This study is currently recruiting participants.
See Contacts and Locations
Verified October 2016 by Jason L. Dragoo, Stanford University
New York University School of Medicine
Information provided by (Responsible Party):
Jason L. Dragoo, Stanford University Identifier:
First received: July 28, 2011
Last updated: October 12, 2016
Last verified: October 2016

Platelet rich plasma has been used in previous studies to stimulate faster healing of torn ligaments and tendons in order to help reduce pain and restore normal function. This study aims to prove that non-operative treatment of acute and chronic ligament and tendon injuries with platelet rich plasma will reduce the time needed for participants to heal these injuries and restore function.

We are currently enrolling patients with PATELLAR TENDON INJURIES in the KNEE.

Condition Intervention
Tendinopathy Procedure: Ultrasound-guided platelet-rich-plasma (PRP) injection Procedure: Ultrasound-guided dry needling

Study Type: Interventional
Study Design: Allocation: Randomized
Intervention Model: Parallel Assignment
Masking: Triple (Participant, Investigator, Outcomes Assessor)
Primary Purpose: Treatment
Official Title: Randomized, Double-blind Clinical Trial of Platelet Rich Plasma for Treatment of Acute and Chronic Patellar Tendinosis

Resource links provided by NLM:

Further study details as provided by Jason L. Dragoo, Stanford University:

Primary Outcome Measures:
  • Patient-reported improvement in symptoms at 12 weeks [ Time Frame: 12 weeks ]
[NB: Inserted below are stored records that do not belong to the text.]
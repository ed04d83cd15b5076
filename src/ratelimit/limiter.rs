//! Rate limiter service built on the window counter.
//!
//! The limiter resolves named rules, namespaces store keys, borrows a store
//! handle for exactly one call, and optionally bounds that call with a
//! timeout. It is the place where callers choose between seeing store
//! errors (`check`) and the fail-open policy (`check_or_fail_open`).

use std::time::Duration;

use futures::future::join_all;
use parking_lot::RwLock;
use serde::Serialize;
use tracing::{debug, trace, warn};

use super::counter::{WindowCounter, WindowStatus};
use super::key::WindowKey;
use super::rules::{LimitRule, RuleSet};
use crate::error::{RateWindowError, Result};
use crate::store::{StoreError, StoreProvider};

/// Default namespace for store keys.
pub const DEFAULT_KEY_PREFIX: &str = "ratewindow";

/// Apply the fail-open policy to a check result.
///
/// A store error becomes [`WindowStatus::fail_open`] and is logged at warn
/// level. Any other error is passed through.
pub fn or_fail_open(result: Result<WindowStatus>) -> Result<WindowStatus> {
    match result {
        Err(RateWindowError::Store(e)) => {
            warn!(error = %e, "Store unavailable, failing open");
            Ok(WindowStatus::fail_open())
        }
        other => other,
    }
}

/// Result of checking several rules for one request.
#[derive(Debug, Clone, PartialEq, Eq, Serialize)]
pub struct OverallStatus {
    /// True if any individual check is over its limit
    pub exceeded: bool,
    /// Per-check statuses, in request order
    pub statuses: Vec<WindowStatus>,
}

/// A sliding-window rate limiter over a shared store.
///
/// This struct holds no counters of its own and can be shared across tasks.
pub struct RateLimiter<P: StoreProvider> {
    /// Hands out store handles per call
    provider: P,
    /// Records events and evaluates limits
    counter: WindowCounter,
    /// Named rules
    rules: RwLock<RuleSet>,
    /// Namespace for every key this limiter writes
    key_prefix: String,
    /// Upper bound on one store call, if any
    timeout: Option<Duration>,
}

impl<P: StoreProvider> RateLimiter<P> {
    /// Create a new rate limiter with no rules.
    pub fn new(provider: P) -> Self {
        Self::with_counter(provider, WindowCounter::new())
    }

    /// Create a new rate limiter around an existing counter.
    pub fn with_counter(provider: P, counter: WindowCounter) -> Self {
        Self {
            provider,
            counter,
            rules: RwLock::new(RuleSet::new()),
            key_prefix: DEFAULT_KEY_PREFIX.to_string(),
            timeout: None,
        }
    }

    /// Use `rules` for named checks.
    pub fn with_rules(self, rules: RuleSet) -> Self {
        *self.rules.write() = rules;
        self
    }

    /// Namespace store keys under `prefix`.
    pub fn with_key_prefix(mut self, prefix: &str) -> Self {
        self.key_prefix = prefix.to_string();
        self
    }

    /// Bound every store call by `timeout`.
    pub fn with_timeout(mut self, timeout: Duration) -> Self {
        self.timeout = Some(timeout);
        self
    }

    /// Replace the rule set.
    pub fn set_rules(&self, rules: RuleSet) {
        let mut current = self.rules.write();
        *current = rules;
    }

    /// Get the current rule set.
    pub fn rules(&self) -> RuleSet {
        self.rules.read().clone()
    }

    /// Check `subject` against the named rule, recording one event.
    pub async fn check(&self, rule_name: &str, subject: &str) -> Result<WindowStatus> {
        let rule = self.find_rule(rule_name)?;
        let key = WindowKey::new(&self.key_prefix, &rule.name, subject)?;
        self.check_key(&key.to_store_key(), rule.window(), rule.limit)
            .await
    }

    /// Check `subject` against an ad hoc limit, recording one event.
    ///
    /// The store key has an empty rule segment, so it never shares a window
    /// with a named rule.
    pub async fn check_with(
        &self,
        subject: &str,
        window: Duration,
        limit: u64,
    ) -> Result<WindowStatus> {
        let key = WindowKey::new(&self.key_prefix, "", subject)?;
        self.check_key(&key.to_store_key(), window, limit).await
    }

    /// Check an exact store key against an ad hoc limit, recording one event.
    ///
    /// The key is used verbatim, without the prefix, so callers can share
    /// windows with other clients of the same store.
    pub async fn check_raw_key(&self, key: &str, window: Duration, limit: u64) -> Result<WindowStatus> {
        self.check_key(key, window, limit).await
    }

    /// Like [`check`](Self::check), but a store failure reports "not exceeded".
    ///
    /// The failure is logged and dropped: while the store is unreachable no
    /// subject is ever limited. Argument errors (unknown rule, empty subject)
    /// are still returned.
    pub async fn check_or_fail_open(&self, rule_name: &str, subject: &str) -> Result<WindowStatus> {
        or_fail_open(self.check(rule_name, subject).await)
    }

    /// Check several `(rule, subject)` pairs concurrently.
    ///
    /// Every pair records an event, even when another is already over limit.
    /// The first error, if any, is returned instead of a status.
    pub async fn check_all(&self, checks: &[(&str, &str)]) -> Result<OverallStatus> {
        let results = join_all(
            checks
                .iter()
                .map(|(rule, subject)| self.check(rule, subject)),
        )
        .await;

        let statuses = results.into_iter().collect::<Result<Vec<_>>>()?;
        let exceeded = statuses.iter().any(|s| s.exceeded);

        debug!(
            checks = checks.len(),
            exceeded = exceeded,
            "Checked all limits"
        );

        Ok(OverallStatus { exceeded, statuses })
    }

    fn find_rule(&self, name: &str) -> Result<LimitRule> {
        self.rules
            .read()
            .find(name)
            .cloned()
            .ok_or_else(|| RateWindowError::InvalidArgument(format!("unknown limit rule '{}'", name)))
    }

    async fn check_key(&self, store_key: &str, window: Duration, limit: u64) -> Result<WindowStatus> {
        trace!(key = %store_key, "Checking sliding window limit");

        let call = async {
            // The handle is released when this block ends, on every path
            let mut store = self.provider.acquire().await?;
            self.counter
                .check_and_record(&mut store, store_key, window, limit)
                .await
        };

        match self.timeout {
            Some(timeout) => tokio::time::timeout(timeout, call)
                .await
                .map_err(|_| StoreError::Timeout(timeout))?,
            None => call.await,
        }
    }
}

#[cfg(test)]
mod tests {
    use super::*;
    use crate::clock::ManualClock;
    use crate::store::{AtomicStore, MemoryStore, StoreOp};
    use async_trait::async_trait;
    use std::sync::Arc;

    const START: i64 = 1_700_000_000_000_000_000;

    fn test_rules() -> RuleSet {
        RuleSet::from_rules(vec![
            LimitRule::new("login", 3, Duration::from_secs(1)).unwrap(),
            LimitRule::new("search", 100, Duration::from_secs(60)).unwrap(),
        ])
        .unwrap()
    }

    fn create_limiter() -> (RateLimiter<MemoryStore>, MemoryStore, ManualClock) {
        let clock = ManualClock::new(START);
        let store = MemoryStore::with_clock(clock.clone());
        let limiter = RateLimiter::with_counter(store.clone(), WindowCounter::with_clock(clock.clone()))
            .with_rules(test_rules());
        (limiter, store, clock)
    }

    /// A provider whose store never answers.
    struct StalledProvider;

    struct StalledStore;

    #[async_trait]
    impl AtomicStore for StalledStore {
        async fn execute_atomic(&mut self, _ops: &[StoreOp]) -> std::result::Result<Vec<i64>, StoreError> {
            std::future::pending().await
        }
    }

    #[async_trait]
    impl StoreProvider for StalledProvider {
        type Store = StalledStore;

        async fn acquire(&self) -> std::result::Result<Self::Store, StoreError> {
            Ok(StalledStore)
        }
    }

    #[tokio::test]
    async fn test_named_rule_exceeds_after_limit() {
        let (limiter, _store, _clock) = create_limiter();

        for i in 1..=3 {
            let status = limiter.check("login", "client_a").await.unwrap();
            assert!(!status.exceeded, "Request {} should be within limit", i);
        }

        let status = limiter.check("login", "client_a").await.unwrap();
        assert!(status.exceeded);
        assert_eq!(status.current_count, 4);
    }

    #[tokio::test]
    async fn test_keys_are_namespaced_by_prefix_and_rule() {
        let (limiter, store, _clock) = create_limiter();
        let limiter = limiter.with_key_prefix("svc");

        limiter.check("login", "client_a").await.unwrap();
        limiter.check("search", "client_a").await.unwrap();
        limiter
            .check_with("client_a", Duration::from_secs(1), 10)
            .await
            .unwrap();

        assert!(store.contains_key("svc:login:client_a"));
        assert!(store.contains_key("svc:search:client_a"));
        assert!(store.contains_key("svc::client_a"));
    }

    #[tokio::test]
    async fn test_ad_hoc_subject_cannot_reach_named_rule_window() {
        let (limiter, store, _clock) = create_limiter();

        for _ in 0..5 {
            limiter
                .check_with("login:client_a", Duration::from_secs(60), 1000)
                .await
                .unwrap();
        }

        let status = limiter.check("login", "client_a").await.unwrap();
        assert!(!status.exceeded);
        assert_eq!(status.current_count, 1);
        assert_eq!(store.member_count("ratewindow::login:client_a"), Some(5));
        assert_eq!(store.member_count("ratewindow:login:client_a"), Some(1));
    }

    #[tokio::test]
    async fn test_raw_key_is_used_verbatim() {
        let (limiter, store, _clock) = create_limiter();
        let limiter = limiter.with_key_prefix("svc");

        for _ in 0..2 {
            limiter
                .check_raw_key("shared:quota", Duration::from_secs(1), 1)
                .await
                .unwrap();
        }
        let status = limiter
            .check_raw_key("shared:quota", Duration::from_secs(1), 1)
            .await
            .unwrap();

        assert!(status.exceeded);
        assert_eq!(status.current_count, 3);
        assert_eq!(store.member_count("shared:quota"), Some(3));
        assert_eq!(store.len(), 1);

        let result = limiter.check_raw_key("", Duration::from_secs(1), 1).await;
        assert!(matches!(result, Err(RateWindowError::InvalidArgument(_))));
    }

    #[tokio::test]
    async fn test_rules_do_not_share_counts() {
        let (limiter, _store, _clock) = create_limiter();

        for _ in 0..4 {
            limiter.check("login", "client_a").await.unwrap();
        }
        let search = limiter.check("search", "client_a").await.unwrap();

        assert!(!search.exceeded);
        assert_eq!(search.current_count, 1);
    }

    #[tokio::test]
    async fn test_unknown_rule_rejected() {
        let (limiter, store, _clock) = create_limiter();

        let result = limiter.check("missing", "client_a").await;

        assert!(matches!(result, Err(RateWindowError::InvalidArgument(_))));
        assert!(store.is_empty());
    }

    #[tokio::test]
    async fn test_check_surfaces_store_errors() {
        let (limiter, store, _clock) = create_limiter();
        store.set_unavailable(true);

        let result = limiter.check("login", "client_a").await;
        assert!(matches!(result, Err(RateWindowError::Store(_))));
    }

    #[tokio::test]
    async fn test_fail_open_on_store_error() {
        let (limiter, store, _clock) = create_limiter();

        for _ in 0..5 {
            limiter.check("login", "client_a").await.unwrap();
        }
        store.set_unavailable(true);

        let status = limiter.check_or_fail_open("login", "client_a").await.unwrap();
        assert_eq!(status, WindowStatus::fail_open());

        // Argument errors are not swallowed
        let result = limiter.check_or_fail_open("missing", "client_a").await;
        assert!(matches!(result, Err(RateWindowError::InvalidArgument(_))));
    }

    #[tokio::test]
    async fn test_timeout_is_reported_as_store_error() {
        let limiter = RateLimiter::new(StalledProvider)
            .with_rules(test_rules())
            .with_timeout(Duration::from_millis(20));

        let result = limiter.check("login", "client_a").await;
        assert!(matches!(
            result,
            Err(RateWindowError::Store(StoreError::Timeout(_)))
        ));

        let status = limiter.check_or_fail_open("login", "client_a").await.unwrap();
        assert_eq!(status, WindowStatus::fail_open());
    }

    #[tokio::test]
    async fn test_check_all_reports_overall_exceeded() {
        let (limiter, _store, _clock) = create_limiter();

        for _ in 0..3 {
            limiter.check("login", "client_a").await.unwrap();
        }

        let overall = limiter
            .check_all(&[("search", "client_a"), ("login", "client_a")])
            .await
            .unwrap();

        assert!(overall.exceeded);
        assert_eq!(overall.statuses.len(), 2);
        assert!(!overall.statuses[0].exceeded);
        assert!(overall.statuses[1].exceeded);
    }

    #[tokio::test]
    async fn test_window_recovery_through_limiter() {
        let (limiter, _store, clock) = create_limiter();

        for _ in 0..4 {
            limiter.check("login", "client_a").await.unwrap();
        }
        clock.advance(Duration::from_secs(1));

        let status = limiter.check("login", "client_a").await.unwrap();
        assert!(!status.exceeded);
        assert_eq!(status.current_count, 1);
    }

    #[tokio::test]
    async fn test_set_rules_takes_effect() {
        let (limiter, _store, _clock) = create_limiter();

        limiter.set_rules(
            RuleSet::from_rules(vec![LimitRule::new("login", 0, Duration::from_secs(1)).unwrap()])
                .unwrap(),
        );

        assert!(limiter.check("login", "client_a").await.unwrap().exceeded);
        assert!(limiter.rules().find("search").is_none());
    }

    #[tokio::test]
    async fn test_shared_limiter_across_tasks() {
        let (limiter, _store, _clock) = create_limiter();
        let limiter = Arc::new(limiter);

        let handles: Vec<_> = (0..10)
            .map(|_| {
                let limiter = limiter.clone();
                tokio::spawn(async move { limiter.check("search", "client_b").await.unwrap() })
            })
            .collect();

        let mut counts = Vec::new();
        for handle in handles {
            counts.push(handle.await.unwrap().current_count);
        }
        counts.sort_unstable();

        assert_eq!(counts, (1..=10).collect::<Vec<i64>>());
    }
}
Secondary Outcome Measures:
  • Reduction in patellar tendinosis by MRI [ Time Frame: 6 months ]

Estimated Enrollment: 100
Study Start Date: August 2009
Estimated Study Completion Date: December 2020
Estimated Primary Completion Date: December 2017 (Final data collection date for primary outcome measure)
Arms Assigned Interventions
Sham Comparator: Dry needling
Blood will be drawn, and tendon will be penetrated with dry needle. Nothing will be injected into the tendon.
Procedure: Ultrasound-guided dry needling
Blood will be drawn, and tendon will be penetrated with dry needle under ultrasound guidance. Nothing will be injected into the tendon.
Experimental: Platelet-rich plasma (PRP)
Blood will be drawn, and platelet-rich plasma will be injected into the tendon.
Procedure: Ultrasound-guided platelet-rich-plasma (PRP) injection
Blood will be drawn, and platelet-rich plasma will be injected into the tendon under ultrasound guidance.

Detailed Description:

Pre-procedure diagnosis: The appropriate clinical evaluation will be dictated by the examining physician. Minimal pre-procedure studies will include plain radiographs and MRI. All patients will complete a pretreatment questionnaire.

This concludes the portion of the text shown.